Why does snow do what it does?

2nd February 2015

It was another pleasant wintery day in Glen Coe. As was the case with Saturday there was pretty reasonable visibility in Glen Coe while the hill just to the North in Lochaber were clogged in. As mentioned elsewhere, the distribution of and stability windslab is quite variable. I was in an similar area of the Glen as I had been on Friday, and I saw plenty of evidence of redistribution of the snowpack since then (including my own raised footprints).

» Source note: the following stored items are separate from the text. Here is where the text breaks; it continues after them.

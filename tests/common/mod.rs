#![allow(dead_code)]
//! Shared setup for workspace integration tests.
//!
//! Every test runs against an in-memory [`MockLedger`]; `RUST_LOG=debug` shows
//! the executors' pool and cache events.

use move_core_types::account_address::AccountAddress;
use std::sync::Arc;
use std::time::Duration;
use sui_ptb::types::{sui_type, SuiAddress, SUI_FRAMEWORK_ADDRESS};
use sui_ptb::Transaction;
use sui_transport::{MockLedger, MockSigner};

pub const SENDER: &str = "0xa11ce";
pub const RECIPIENT: &str = "0xb0b";

/// Install a test subscriber once; later calls are no-ops.
pub fn init_tracing() {
    let _ = tracing_subscriber::fmt()
        .with_env_filter(tracing_subscriber::EnvFilter::from_default_env())
        .with_test_writer()
        .try_init();
}

pub fn addr(s: &str) -> SuiAddress {
    AccountAddress::from_hex_literal(s).unwrap()
}

/// A ledger where [`SENDER`] owns one coin of `balance` MIST.
pub fn funded_ledger(balance: u64, latency: Duration) -> Arc<MockLedger> {
    init_tracing();
    let ledger = Arc::new(MockLedger::new().with_latency(latency));
    ledger.mint_sui(addr(SENDER), balance);
    ledger
}

pub fn signer() -> Arc<MockSigner> {
    Arc::new(MockSigner::new(addr(SENDER)))
}

/// Mint a zero-balance coin for `recipient`. Consumes no owned inputs.
pub fn mint_zero(recipient: SuiAddress) -> Transaction {
    let mut tx = Transaction::new();
    let coin = tx
        .move_call(SUI_FRAMEWORK_ADDRESS, "coin", "zero", vec![sui_type()], vec![])
        .unwrap();
    let to = tx.pure_address(recipient).unwrap();
    tx.transfer_objects(vec![coin.arg()], to).unwrap();
    tx
}
//! Executor configuration.
//!
//! Defaults match a pool that can keep 50 transactions in flight with coins of
//! 0.2 SUI each. Every field can be overridden with `with_*` setters or from
//! `SUI_EXECUTOR_*` environment variables:
//!
//! | Variable | Field |
//! |---|---|
//! | `SUI_EXECUTOR_MAX_POOL_SIZE` | `max_pool_size` |
//! | `SUI_EXECUTOR_COIN_BATCH_SIZE` | `coin_batch_size` |
//! | `SUI_EXECUTOR_INITIAL_COIN_BALANCE` | `initial_coin_balance` |
//! | `SUI_EXECUTOR_MINIMUM_COIN_BALANCE` | `minimum_coin_balance` |
//! | `SUI_EXECUTOR_DEFAULT_GAS_BUDGET` | `default_gas_budget` |
//! | `SUI_EXECUTOR_EPOCH_BOUNDARY_WINDOW_MS` | `epoch_boundary_window` |
//! | `SUI_EXECUTOR_GAS_MODE` | `gas_mode` (`coins` or `address-balance`) |
//! | `SUI_EXECUTOR_SOURCE_COINS` | `source_coins` (comma-separated ids) |

use anyhow::{anyhow, Context, Result};
use std::fmt;
use std::str::FromStr;
use std::time::Duration;
use sui_ptb_types::encoding::parse_address;
use sui_ptb_types::env_utils::{env_list, env_var, env_var_or};
use sui_ptb_types::ObjectId;

pub const DEFAULT_MAX_POOL_SIZE: usize = 50;
pub const DEFAULT_COIN_BATCH_SIZE: usize = 20;
pub const DEFAULT_INITIAL_COIN_BALANCE: u64 = 200_000_000;
pub const DEFAULT_MINIMUM_COIN_BALANCE: u64 = 50_000_000;
pub const DEFAULT_SERIAL_GAS_BUDGET: u64 = 50_000_000;
pub const DEFAULT_EPOCH_BOUNDARY_WINDOW: Duration = Duration::from_secs(60);

/// How transactions pay for gas.
#[derive(Debug, Clone, Copy, PartialEq, Eq, Default)]
pub enum GasMode {
    /// Owned SUI coins, one per in-flight transaction.
    #[default]
    Coins,
    /// The sender's SUI address balance, with an empty gas payment.
    AddressBalance,
}

impl FromStr for GasMode {
    type Err = anyhow::Error;

    fn from_str(s: &str) -> Result<Self> {
        match s.trim() {
            "coins" => Ok(GasMode::Coins),
            "address-balance" | "addressBalance" | "address_balance" => {
                Ok(GasMode::AddressBalance)
            }
            other => Err(anyhow!(
                "Unknown gas mode '{}', expected 'coins' or 'address-balance'",
                other
            )),
        }
    }
}

impl fmt::Display for GasMode {
    fn fmt(&self, f: &mut fmt::Formatter<'_>) -> fmt::Result {
        match self {
            GasMode::Coins => f.write_str("coins"),
            GasMode::AddressBalance => f.write_str("address-balance"),
        }
    }
}

fn env_gas_mode(default: GasMode) -> Result<GasMode> {
    match std::env::var("SUI_EXECUTOR_GAS_MODE") {
        Ok(value) => value.parse(),
        Err(_) => Ok(default),
    }
}

/// Configuration of [`ParallelTransactionExecutor`](crate::ParallelTransactionExecutor).
#[derive(Debug, Clone, PartialEq, Eq)]
pub struct ParallelExecutorConfig {
    /// Most transactions in flight at once; also the most gas coins the pool holds.
    pub max_pool_size: usize,
    /// Coins created per refill transaction.
    pub coin_batch_size: usize,
    /// Balance of each coin a refill creates.
    pub initial_coin_balance: u64,
    /// Coins left with less than this after a transaction are retired.
    pub minimum_coin_balance: u64,
    /// Budget for transactions that set none; `minimum_coin_balance` when unset.
    pub default_gas_budget: Option<u64>,
    /// Epoch info is refetched this long before the epoch ends.
    pub epoch_boundary_window: Duration,
    pub gas_mode: GasMode,
    /// Coins funding refills. All owned SUI coins when `None`.
    pub source_coins: Option<Vec<ObjectId>>,
}

impl Default for ParallelExecutorConfig {
    fn default() -> Self {
        Self {
            max_pool_size: DEFAULT_MAX_POOL_SIZE,
            coin_batch_size: DEFAULT_COIN_BATCH_SIZE,
            initial_coin_balance: DEFAULT_INITIAL_COIN_BALANCE,
            minimum_coin_balance: DEFAULT_MINIMUM_COIN_BALANCE,
            default_gas_budget: None,
            epoch_boundary_window: DEFAULT_EPOCH_BOUNDARY_WINDOW,
            gas_mode: GasMode::Coins,
            source_coins: None,
        }
    }
}

impl ParallelExecutorConfig {
    /// Defaults overlaid with `SUI_EXECUTOR_*` environment variables.
    pub fn from_env() -> Result<Self> {
        let defaults = Self::default();
        let source_coins = env_list("SUI_EXECUTOR_SOURCE_COINS")
            .iter()
            .map(|id| parse_address(id, "source coin"))
            .collect::<Result<Vec<_>>>()
            .context("Invalid SUI_EXECUTOR_SOURCE_COINS")?;
        Ok(Self {
            max_pool_size: env_var_or("SUI_EXECUTOR_MAX_POOL_SIZE", defaults.max_pool_size),
            coin_batch_size: env_var_or("SUI_EXECUTOR_COIN_BATCH_SIZE", defaults.coin_batch_size),
            initial_coin_balance: env_var_or(
                "SUI_EXECUTOR_INITIAL_COIN_BALANCE",
                defaults.initial_coin_balance,
            ),
            minimum_coin_balance: env_var_or(
                "SUI_EXECUTOR_MINIMUM_COIN_BALANCE",
                defaults.minimum_coin_balance,
            ),
            default_gas_budget: env_var("SUI_EXECUTOR_DEFAULT_GAS_BUDGET"),
            epoch_boundary_window: env_var("SUI_EXECUTOR_EPOCH_BOUNDARY_WINDOW_MS")
                .map(Duration::from_millis)
                .unwrap_or(defaults.epoch_boundary_window),
            gas_mode: env_gas_mode(defaults.gas_mode)?,
            source_coins: (!source_coins.is_empty()).then_some(source_coins),
        })
    }

    pub fn with_max_pool_size(mut self, max_pool_size: usize) -> Self {
        self.max_pool_size = max_pool_size;
        self
    }

    pub fn with_coin_batch_size(mut self, coin_batch_size: usize) -> Self {
        self.coin_batch_size = coin_batch_size;
        self
    }

    pub fn with_initial_coin_balance(mut self, balance: u64) -> Self {
        self.initial_coin_balance = balance;
        self
    }

    pub fn with_minimum_coin_balance(mut self, balance: u64) -> Self {
        self.minimum_coin_balance = balance;
        self
    }

    pub fn with_default_gas_budget(mut self, budget: u64) -> Self {
        self.default_gas_budget = Some(budget);
        self
    }

    pub fn with_epoch_boundary_window(mut self, window: Duration) -> Self {
        self.epoch_boundary_window = window;
        self
    }

    pub fn with_gas_mode(mut self, gas_mode: GasMode) -> Self {
        self.gas_mode = gas_mode;
        self
    }

    pub fn with_source_coins(mut self, coins: Vec<ObjectId>) -> Self {
        self.source_coins = Some(coins);
        self
    }

    /// Budget applied to transactions that set none.
    pub fn gas_budget(&self) -> u64 {
        self.default_gas_budget.unwrap_or(self.minimum_coin_balance)
    }

    /// Reject settings the executor cannot run with.
    pub fn validate(&self) -> Result<()> {
        if self.max_pool_size == 0 {
            return Err(anyhow!("max_pool_size must be at least 1"));
        }
        if self.gas_mode == GasMode::Coins && self.coin_batch_size == 0 {
            return Err(anyhow!("coin_batch_size must be at least 1 in coin mode"));
        }
        Ok(())
    }
}

/// Configuration of [`SerialTransactionExecutor`](crate::SerialTransactionExecutor).
#[derive(Debug, Clone, PartialEq, Eq)]
pub struct SerialExecutorConfig {
    pub default_gas_budget: u64,
    pub epoch_boundary_window: Duration,
    pub gas_mode: GasMode,
}

impl Default for SerialExecutorConfig {
    fn default() -> Self {
        Self {
            default_gas_budget: DEFAULT_SERIAL_GAS_BUDGET,
            epoch_boundary_window: DEFAULT_EPOCH_BOUNDARY_WINDOW,
            gas_mode: GasMode::Coins,
        }
    }
}

impl SerialExecutorConfig {
    /// Defaults overlaid with `SUI_EXECUTOR_*` environment variables.
    pub fn from_env() -> Result<Self> {
        let defaults = Self::default();
        Ok(Self {
            default_gas_budget: env_var_or(
                "SUI_EXECUTOR_DEFAULT_GAS_BUDGET",
                defaults.default_gas_budget,
            ),
            epoch_boundary_window: env_var("SUI_EXECUTOR_EPOCH_BOUNDARY_WINDOW_MS")
                .map(Duration::from_millis)
                .unwrap_or(defaults.epoch_boundary_window),
            gas_mode: env_gas_mode(defaults.gas_mode)?,
        })
    }

    pub fn with_default_gas_budget(mut self, budget: u64) -> Self {
        self.default_gas_budget = budget;
        self
    }

    pub fn with_epoch_boundary_window(mut self, window: Duration) -> Self {
        self.epoch_boundary_window = window;
        self
    }

    pub fn with_gas_mode(mut self, gas_mode: GasMode) -> Self {
        self.gas_mode = gas_mode;
        self
    }
}

#[cfg(test)]
mod tests {
    use super::*;

    #[test]
    fn test_parallel_defaults() {
        let config = ParallelExecutorConfig::default();
        assert_eq!(config.max_pool_size, 50);
        assert_eq!(config.coin_batch_size, 20);
        assert_eq!(config.initial_coin_balance, 200_000_000);
        assert_eq!(config.gas_budget(), 50_000_000);
        assert_eq!(
            config.with_minimum_coin_balance(7).gas_budget(),
            7,
            "budget follows the minimum coin balance until set"
        );
        assert_eq!(SerialExecutorConfig::default().default_gas_budget, 50_000_000);
    }

    #[test]
    fn test_gas_mode_parsing() {
        assert_eq!("coins".parse::<GasMode>().unwrap(), GasMode::Coins);
        assert_eq!(
            "addressBalance".parse::<GasMode>().unwrap(),
            GasMode::AddressBalance
        );
        assert_eq!(
            "address-balance".parse::<GasMode>().unwrap(),
            GasMode::AddressBalance
        );
        assert!("gasless".parse::<GasMode>().is_err());
        assert_eq!(GasMode::AddressBalance.to_string(), "address-balance");
    }

    #[test]
    fn test_from_env_overlay() {
        std::env::set_var("SUI_EXECUTOR_MAX_POOL_SIZE", "8");
        std::env::set_var("SUI_EXECUTOR_GAS_MODE", "address-balance");
        std::env::set_var("SUI_EXECUTOR_SOURCE_COINS", "0x1, 0x2");
        let config = ParallelExecutorConfig::from_env().unwrap();
        std::env::remove_var("SUI_EXECUTOR_MAX_POOL_SIZE");
        std::env::remove_var("SUI_EXECUTOR_GAS_MODE");
        std::env::remove_var("SUI_EXECUTOR_SOURCE_COINS");

        assert_eq!(config.max_pool_size, 8);
        assert_eq!(config.gas_mode, GasMode::AddressBalance);
        assert_eq!(config.source_coins.map(|c| c.len()), Some(2));
        assert_eq!(config.coin_batch_size, DEFAULT_COIN_BATCH_SIZE);
    }

    #[test]
    fn test_validate() {
        assert!(ParallelExecutorConfig::default().validate().is_ok());
        assert!(ParallelExecutorConfig::default()
            .with_max_pool_size(0)
            .validate()
            .is_err());
    }
}
//! Transaction effects as reported by the ledger after execution.

use crate::base::{ObjectId, ObjectRef, SequenceNumber, SuiAddress};
use serde::{Deserialize, Serialize};

/// Who owns an object after a transaction.
#[derive(Debug, Clone, Copy, PartialEq, Eq, Serialize, Deserialize)]
pub enum Owner {
    AddressOwner(SuiAddress),
    ObjectOwner(ObjectId),
    Shared {
        initial_shared_version: SequenceNumber,
    },
    Immutable,
}

impl Owner {
    pub fn address(&self) -> Option<SuiAddress> {
        match self {
            Owner::AddressOwner(addr) => Some(*addr),
            _ => None,
        }
    }
}

/// Gas charged for a transaction, in MIST.
#[derive(Debug, Clone, Default, PartialEq, Eq, Serialize, Deserialize)]
pub struct GasCostSummary {
    pub computation_cost: u64,
    pub storage_cost: u64,
    pub storage_rebate: u64,
    pub non_refundable_storage_fee: u64,
}

impl GasCostSummary {
    /// Net amount deducted from the gas coin (negative when the rebate dominates).
    pub fn net_gas_usage(&self) -> i128 {
        self.computation_cost as i128 + self.storage_cost as i128 - self.storage_rebate as i128
    }
}

#[derive(Debug, Clone, PartialEq, Eq, Serialize, Deserialize)]
pub enum ExecutionStatus {
    Success,
    Failure { error: String },
}

#[derive(Debug, Clone, Copy, PartialEq, Eq, Serialize, Deserialize)]
pub enum IdOperation {
    None,
    Created,
    Deleted,
}

/// State of an object after the transaction.
#[derive(Debug, Clone, PartialEq, Eq, Serialize, Deserialize)]
pub enum ObjectOutput {
    Written {
        version: SequenceNumber,
        digest: String,
        owner: Owner,
    },
    Deleted,
}

#[derive(Debug, Clone, PartialEq, Eq, Serialize, Deserialize)]
pub struct ChangedObject {
    pub object_id: ObjectId,
    pub id_operation: IdOperation,
    pub output: ObjectOutput,
}

impl ChangedObject {
    /// New reference and owner of a written object; `None` if it was deleted.
    pub fn written(&self) -> Option<(ObjectRef, Owner)> {
        match &self.output {
            ObjectOutput::Written {
                version,
                digest,
                owner,
            } => Some((
                ObjectRef::new(self.object_id, *version, digest.clone()),
                *owner,
            )),
            ObjectOutput::Deleted => None,
        }
    }
}

#[derive(Debug, Clone, PartialEq, Eq, Serialize, Deserialize)]
pub struct TransactionEffects {
    pub transaction_digest: String,
    pub status: ExecutionStatus,
    pub gas_used: GasCostSummary,
    /// Position of the gas coin in `changed_objects`, if a gas coin was used.
    pub gas_object_index: Option<usize>,
    pub changed_objects: Vec<ChangedObject>,
    pub lamport_version: SequenceNumber,
}

impl TransactionEffects {
    pub fn is_success(&self) -> bool {
        matches!(self.status, ExecutionStatus::Success)
    }

    pub fn failure_reason(&self) -> Option<&str> {
        match &self.status {
            ExecutionStatus::Failure { error } => Some(error),
            ExecutionStatus::Success => None,
        }
    }

    pub fn gas_object(&self) -> Option<&ChangedObject> {
        self.gas_object_index
            .and_then(|idx| self.changed_objects.get(idx))
    }

    /// Objects created by this transaction.
    pub fn created(&self) -> impl Iterator<Item = &ChangedObject> {
        self.changed_objects
            .iter()
            .filter(|c| c.id_operation == IdOperation::Created)
    }
}

/// A transaction accepted by the ledger.
#[derive(Debug, Clone, PartialEq, Eq, Serialize, Deserialize)]
pub struct ExecutedTransaction {
    pub digest: String,
    pub effects: TransactionEffects,
}
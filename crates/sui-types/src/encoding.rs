//! Address parsing and base64 helpers.

use anyhow::{anyhow, Result};
use move_core_types::account_address::AccountAddress;

/// Parse a hex string to an AccountAddress with context-aware error message.
///
/// # Arguments
/// * `hex_str` - Hex string (with or without 0x prefix)
/// * `context` - Description for error messages (e.g., "object ID", "sender")
pub fn parse_address(hex_str: &str, context: &str) -> Result<AccountAddress> {
    let trimmed = hex_str.trim();
    let literal = if trimmed.starts_with("0x") {
        trimmed.to_string()
    } else {
        format!("0x{}", trimmed)
    };
    AccountAddress::from_hex_literal(&literal)
        .map_err(|e| anyhow!("Invalid {} '{}': {}", context, hex_str, e))
}

/// Encode bytes to base64 string.
pub fn base64_encode(bytes: &[u8]) -> String {
    use base64::Engine;
    base64::engine::general_purpose::STANDARD.encode(bytes)
}

/// Decode base64 string to bytes with context-aware error message.
pub fn base64_decode(b64: &str, context: &str) -> Result<Vec<u8>> {
    use base64::Engine;
    base64::engine::general_purpose::STANDARD
        .decode(b64)
        .map_err(|e| anyhow!("Failed to decode {} from base64: {}", context, e))
}

#[cfg(test)]
mod tests {
    use super::*;

    #[test]
    fn test_parse_address() {
        let addr = parse_address("0x2", "object ID").unwrap();
        assert_eq!(addr, AccountAddress::from_hex_literal("0x2").unwrap());
        assert_eq!(parse_address(" ab ", "object ID").unwrap(), parse_address("0xab", "x").unwrap());

        let err = parse_address("zz", "sender").unwrap_err();
        assert!(err.to_string().contains("Invalid sender"));
    }

    #[test]
    fn test_base64_decode_error() {
        let result = base64_decode("not-valid-base64!!!", "transaction bytes");
        assert!(result.unwrap_err().to_string().contains("transaction bytes"));
        assert_eq!(base64_decode(&base64_encode(b"ptb"), "x").unwrap(), b"ptb");
    }
}
//! Ordering primitives for submissions.
//!
//! [`SerialQueue`] runs one task at a time in arrival order. [`ObjectLocks`]
//! gives each owned object its own FIFO queue, so transactions consuming the
//! same object run one after another while unrelated ones proceed in parallel.

use parking_lot::Mutex;
use std::collections::HashMap;
use std::future::Future;
use std::sync::Arc;
use sui_ptb_types::ObjectId;
use tokio::sync::OwnedMutexGuard;

/// Runs tasks one at a time, in the order they were queued.
#[derive(Debug, Default)]
pub struct SerialQueue {
    lock: tokio::sync::Mutex<()>,
}

impl SerialQueue {
    pub fn new() -> Self {
        Self::default()
    }

    pub async fn run<F, T>(&self, task: F) -> T
    where
        F: Future<Output = T>,
    {
        let _turn = self.lock.lock().await;
        task.await
    }
}

/// Per-object FIFO locks.
#[derive(Debug, Default)]
pub struct ObjectLocks {
    locks: Mutex<HashMap<ObjectId, Arc<tokio::sync::Mutex<()>>>>,
}

/// Exclusive use of a set of objects; released on drop.
#[must_use = "the objects are released as soon as the guard is dropped"]
pub struct ObjectGuard<'a> {
    owner: &'a ObjectLocks,
    ids: Vec<ObjectId>,
    guards: Vec<OwnedMutexGuard<()>>,
}

impl ObjectLocks {
    pub fn new() -> Self {
        Self::default()
    }

    /// Wait until every object in `ids` is free, then hold them all.
    ///
    /// Objects are locked in id order, so two callers with overlapping sets
    /// cannot deadlock.
    pub async fn acquire(&self, ids: &[ObjectId]) -> ObjectGuard<'_> {
        let mut ids = ids.to_vec();
        ids.sort();
        ids.dedup();

        let mut guard = ObjectGuard {
            owner: self,
            ids: Vec::with_capacity(ids.len()),
            guards: Vec::with_capacity(ids.len()),
        };
        for id in ids {
            let lock = Arc::clone(self.locks.lock().entry(id).or_default());
            guard.ids.push(id);
            guard.guards.push(lock.lock_owned().await);
        }
        guard
    }

    /// Objects currently held or waited on.
    pub fn len(&self) -> usize {
        self.locks.lock().len()
    }

    pub fn is_empty(&self) -> bool {
        self.len() == 0
    }
}

impl Drop for ObjectGuard<'_> {
    fn drop(&mut self) {
        self.guards.clear();
        let mut locks = self.owner.locks.lock();
        for id in &self.ids {
            if locks.get(id).is_some_and(|l| Arc::strong_count(l) == 1) {
                locks.remove(id);
            }
        }
    }
}

#[cfg(test)]
mod tests {
    use super::*;
    use move_core_types::account_address::AccountAddress;
    use std::sync::atomic::{AtomicUsize, Ordering};
    use std::time::Duration;

    fn id(s: &str) -> ObjectId {
        AccountAddress::from_hex_literal(s).unwrap()
    }

    #[tokio::test]
    async fn test_serial_queue_runs_one_at_a_time() {
        let queue = Arc::new(SerialQueue::new());
        let active = Arc::new(AtomicUsize::new(0));
        let peak = Arc::new(AtomicUsize::new(0));
        let mut handles = Vec::new();
        for _ in 0..5 {
            let (queue, active, peak) = (queue.clone(), active.clone(), peak.clone());
            handles.push(tokio::spawn(async move {
                queue
                    .run(async {
                        let now = active.fetch_add(1, Ordering::SeqCst) + 1;
                        peak.fetch_max(now, Ordering::SeqCst);
                        tokio::time::sleep(Duration::from_millis(5)).await;
                        active.fetch_sub(1, Ordering::SeqCst);
                    })
                    .await
            }));
        }
        for handle in handles {
            handle.await.unwrap();
        }
        assert_eq!(peak.load(Ordering::SeqCst), 1);
    }

    #[tokio::test]
    async fn test_overlapping_sets_are_exclusive() {
        let locks = Arc::new(ObjectLocks::new());
        let active = Arc::new(AtomicUsize::new(0));
        let peak = Arc::new(AtomicUsize::new(0));
        let sets = [vec![id("0x1"), id("0x2")], vec![id("0x2"), id("0x1")], vec![id("0x2")]];
        let mut handles = Vec::new();
        for set in sets {
            let (locks, active, peak) = (locks.clone(), active.clone(), peak.clone());
            handles.push(tokio::spawn(async move {
                let _held = locks.acquire(&set).await;
                let now = active.fetch_add(1, Ordering::SeqCst) + 1;
                peak.fetch_max(now, Ordering::SeqCst);
                tokio::time::sleep(Duration::from_millis(5)).await;
                active.fetch_sub(1, Ordering::SeqCst);
            }));
        }
        for handle in handles {
            handle.await.unwrap();
        }
        assert_eq!(peak.load(Ordering::SeqCst), 1);
        assert!(locks.is_empty());
    }

    #[tokio::test]
    async fn test_disjoint_sets_do_not_wait() {
        let locks = ObjectLocks::new();
        let first = locks.acquire(&[id("0x1")]).await;
        let second = tokio::time::timeout(Duration::from_millis(50), locks.acquire(&[id("0x2")]))
            .await
            .expect("disjoint object should be free");
        assert_eq!(locks.len(), 2);
        drop(first);
        drop(second);
        assert!(locks.is_empty());
    }
}
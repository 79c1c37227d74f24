//! Environment variable parsing utilities.
//!
//! Executor configuration is overlaid from `SUI_EXECUTOR_*` variables; these
//! helpers keep that overlay free of repeated parse-or-default boilerplate.
//!
//! # Example
//!
//! ```
//! use sui_ptb_types::env_utils::{env_var, env_var_or};
//!
//! let pool: usize = env_var_or("SUI_EXECUTOR_MAX_POOL_SIZE", 50);
//! let budget: Option<u64> = env_var("SUI_EXECUTOR_DEFAULT_GAS_BUDGET");
//! ```

use std::str::FromStr;

/// Parse an environment variable into a type that implements `FromStr`.
///
/// Returns `None` if the variable is not set or cannot be parsed.
pub fn env_var<T: FromStr>(key: &str) -> Option<T> {
    std::env::var(key).ok().and_then(|v| v.trim().parse().ok())
}

/// Parse an environment variable with a default value.
pub fn env_var_or<T: FromStr>(key: &str, default: T) -> T {
    env_var(key).unwrap_or(default)
}

/// Parse a comma-separated environment variable into a vector.
///
/// Returns an empty vector if the variable is not set. Empty items are skipped.
pub fn env_list(key: &str) -> Vec<String> {
    std::env::var(key)
        .ok()
        .map(|v| {
            v.split(',')
                .map(|s| s.trim().to_string())
                .filter(|s| !s.is_empty())
                .collect()
        })
        .unwrap_or_default()
}

#[cfg(test)]
mod tests {
    use super::*;

    #[test]
    fn test_env_var_parsing() {
        std::env::set_var("SUI_PTB_TEST_U64", " 42 ");
        let val: Option<u64> = env_var("SUI_PTB_TEST_U64");
        assert_eq!(val, Some(42));

        let missing: Option<u64> = env_var("SUI_PTB_TEST_MISSING_1");
        assert_eq!(missing, None);

        std::env::remove_var("SUI_PTB_TEST_U64");
    }

    #[test]
    fn test_env_var_or() {
        std::env::set_var("SUI_PTB_TEST_WITH_DEFAULT", "not-a-number");
        let val: u64 = env_var_or("SUI_PTB_TEST_WITH_DEFAULT", 50);
        assert_eq!(val, 50);
        std::env::remove_var("SUI_PTB_TEST_WITH_DEFAULT");
    }

    #[test]
    fn test_env_list() {
        std::env::set_var("SUI_PTB_TEST_LIST", "0x1, 0x2,,0x3 ");
        assert_eq!(env_list("SUI_PTB_TEST_LIST"), vec!["0x1", "0x2", "0x3"]);
        assert!(env_list("SUI_PTB_TEST_MISSING_3").is_empty());
        std::env::remove_var("SUI_PTB_TEST_LIST");
    }
}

As a forecaster I spent a fair bit of time thinking about why snow does what it does, and today was no exception. Looking South to the bridge of Orchy Hills, there was a distinct horizontal line where the hillside was more scoured above. I thought of a few different theories as to why this might by. The most likely explanation (to me) is this is a temperature affect, caused by the fact that below this level the snow, when it fell, was damp enough to stick to the vegetation, while above it was dry enough to be blown off.


Looking back down Glen Coe. Not a bad view.


Looking South to the Bridge of Orchy hills. Notice the distinct change in whiteness just above the forestry block. What caused that?


Clach Leathad. Notice the cornices in the foreground.



Raised footprints. These were actually my footprints from Friday, there has been a fair bit of wind erosion in this location since then.


Natural snow art.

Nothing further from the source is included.